La autora del libro “Mi Testimonio. Aborto, Estado e Hipocresía en Chile”, Karen Espíndola, respondió a través de una carta publicada en La Tercera, a otra carta publicada por el médico ginecólogo, Sergio Valenzuela, en el mismo medio, en el que cuestiona la aprobación de la segunda causal del proyecto de ley que despenaliza el aborto.

Sobre esto, la segunda causal en discusión, Espíndola explica que “el doctor plantea que es problemático asegurarle a una madre si su hijo vivirá o no vivirá, y que en algunos casos, ellos viven ‘más allá de lo anecdótico’. Agrega que con un diagnóstico de inviabilidad se elimina toda posibilidad de ayuda hacia la mujer, su pareja o su familia”.

Luego, expone dos argumentos para responderle. El primero, escribe, “se me viene inmediatamente a la mente -solo a modo ejemplar- el diagnóstico de anencefalia, pues inclusive ante esa dramática y extrema situación, puede existir sobrevida (horas, días, meses inclusive), pero se sabe con absoluta certeza que ese ser no podrá vivir su propia vida y morirá inexorablemente, sin que esa sobrevida tenga algún sentido para sí mismo. Por tanto, reitero lo dicho: debemos asumir que en esta causal los derechos de la mujer se ven altamente afectados y reconocer honestamente la imposibilidad de hacerle un bien al ser en gestación. En mi libro, me refiero más en detalle a lo acá señalado”.

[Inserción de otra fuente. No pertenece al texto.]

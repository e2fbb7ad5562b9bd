/*
 * Community Seeder - Federated Community Bootstrapping Service
 * Copyright (c) 2024 Community Seeder Project
 *
 * This work is licensed under CC BY-NC-SA 4.0
 * https://creativecommons.org/licenses/by-nc-sa/4.0/
 */

use axum::{
    Router,
    extract::{Query, State},
    http::Method,
    response::Json,
    routing::get,
};
use community_seeder::{
    config::Config,
    database::Database,
    docs::ApiDoc,
    error::{AppError, AppResult},
    handlers::AppState,
    repositories::{AccountRepository, AccountStore, CommunityRepository, CommunityStore, MemoryStore},
    response::ApiResponse,
    routes::create_api_routes,
    services::{
        CommunityIntake, FederationStatusCache, FediseerClient, FollowReconciler, NodeInfoCache,
        PeriodicScheduler, ProtocolClientFactory, reset_progress, sync_accounts,
    },
};
use serde::Deserialize;
use std::future::IntoFuture;
use std::sync::Arc;
use tower_http::{
    cors::{Any, CorsLayer},
    trace::TraceLayer,
};
use tracing_subscriber::{layer::SubscriberExt, util::SubscriberInitExt};
use utoipa::OpenApi;

#[derive(Deserialize)]
struct HealthQuery {
    #[serde(default)]
    detail: bool,
}

/// 健康检查处理器
async fn health_check(Query(params): Query<HealthQuery>) -> Json<ApiResponse<serde_json::Value>> {
    if params.detail {
        Json(ApiResponse::success(serde_json::json!({
            "status": "healthy",
            "version": env!("CARGO_PKG_VERSION"),
            "timestamp": chrono::Utc::now().to_rfc3339(),
        })))
    } else {
        Json(ApiResponse::success(serde_json::json!({"status": "ok"})))
    }
}

/// 数据库健康检查处理器
async fn db_health_check(
    State(app_state): State<AppState>,
) -> Result<Json<ApiResponse<serde_json::Value>>, AppError> {
    let Some(db) = &app_state.database else {
        return Ok(Json(ApiResponse::success(
            serde_json::json!({"database": "memory"}),
        )));
    };

    if !db.health_check().await? {
        return Err(AppError::service_unavailable("数据库连接异常"));
    }
    Ok(Json(ApiResponse::success(
        serde_json::json!({"database": "healthy"}),
    )))
}

fn load_config() -> AppResult<Config> {
    let mut config = Config::load_or_default("config.toml")?;
    config.apply_env_overrides()?;
    Ok(config)
}

#[tokio::main]
async fn main() -> AppResult<()> {
    // 初始化日志
    tracing_subscriber::registry()
        .with(
            tracing_subscriber::EnvFilter::try_from_default_env()
                .unwrap_or_else(|_| "community_seeder=debug,tower_http=debug".into()),
        )
        .with(tracing_subscriber::fmt::layer())
        .init();

    let config = load_config()?;
    tracing::info!("服务器配置: {}", config.server_addr());

    // 初始化数据库（如果连接失败则改用内存存储，但记录警告）
    let database = match Database::new(&config.database).await {
        Ok(db) => {
            db.migrate().await?;
            Some(db)
        }
        Err(e) => {
            tracing::warn!("数据库连接失败，使用内存存储，重启后数据将丢失: {}", e);
            None
        }
    };

    let (communities, accounts): (Arc<dyn CommunityStore>, Arc<dyn AccountStore>) =
        match &database {
            Some(db) => (
                Arc::new(CommunityRepository::new(db.clone())) as Arc<dyn CommunityStore>,
                Arc::new(AccountRepository::new(db.clone())) as Arc<dyn AccountStore>,
            ),
            None => {
                let memory = Arc::new(MemoryStore::new());
                (memory.clone() as Arc<dyn CommunityStore>, memory as Arc<dyn AccountStore>)
            }
        };

    if config.scheduler.reset_progress_on_startup {
        reset_progress(communities.as_ref()).await?;
    }
    sync_accounts(accounts.as_ref(), &config.accounts).await?;

    // 进程级缓存与客户端工厂
    let http = config
        .federation
        .http_client()
        .map_err(|e| AppError::config(format!("创建HTTP客户端失败: {}", e)))?;
    let node_info = Arc::new(NodeInfoCache::new(
        http.clone(),
        config.federation.scheme.clone(),
        config.federation.node_info_ttl(),
    ));
    let federation_status = Arc::new(FederationStatusCache::new(
        config.federation.federation_status_ttl(),
    ));
    let clients = Arc::new(ProtocolClientFactory::new(
        http.clone(),
        config.federation.clone(),
        node_info,
        accounts.clone(),
    ));

    let reconciler = Arc::new(FollowReconciler::new(
        communities.clone(),
        accounts.clone(),
        clients.clone(),
        federation_status,
    ));
    let intake = Arc::new(CommunityIntake::new(
        &config,
        communities.clone(),
        clients,
        Arc::new(FediseerClient::new(http, config.fediseer.clone())),
        reconciler.clone(),
    ));

    let scheduler = PeriodicScheduler::new(
        reconciler,
        config.scheduler.interval(),
        config.scheduler.initial_delay(),
    );
    tracing::info!(
        "启动同步调度器，间隔: {}秒",
        config.scheduler.interval_secs
    );
    let scheduler_handle = tokio::spawn(async move { scheduler.run().await });

    // 创建应用状态
    let app_state = AppState {
        database,
        communities,
        accounts,
        intake,
        interval: config.scheduler.interval(),
    };

    // 创建CORS中间件
    let cors = CorsLayer::new()
        .allow_origin(Any)
        .allow_methods(vec![Method::GET, Method::POST, Method::OPTIONS])
        .allow_headers(Any);

    let app = Router::new()
        // 健康检查
        .route("/health", get(health_check))
        .route("/api/health/db", get(db_health_check))
        // OpenAPI JSON 路由
        .route(
            "/api-docs/openapi.json",
            get(|| async { Json(ApiDoc::openapi()) }),
        )
        // 业务API路由
        .merge(create_api_routes())
        .with_state(app_state)
        .layer(cors)
        .layer(TraceLayer::new_for_http());

    // 启动服务器
    let listener = tokio::net::TcpListener::bind(&config.server_addr()).await?;
    tracing::info!("🚀 服务器启动成功，监听地址: {}", config.server_addr());

    // 调度器出错即退出，交由外部进程管理重启
    tokio::select! {
        result = axum::serve(listener, app).into_future() => result?,
        result = scheduler_handle => match result {
            Ok(Err(e)) => {
                tracing::error!("同步调度器退出: {}", e);
                return Err(e);
            }
            Ok(Ok(never)) => match never {},
            Err(e) => {
                return Err(AppError::Internal(anyhow::anyhow!("同步调度器异常终止: {}", e)));
            }
        },
    }

    Ok(())
}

En segundo lugar, expone que “aun cuando la situación en sí misma es altamente compleja en términos emocionales, la mejor ayuda que puede recibir la mujer de parte del Estado -además del necesario apoyo sicológico- es respetar su opción, pues es la imposición estatal la que transforma esta experiencia en una tortura, según lo han reconocido diversos organismos internacionales, como el Comité de Derechos Humanos de la ONU”.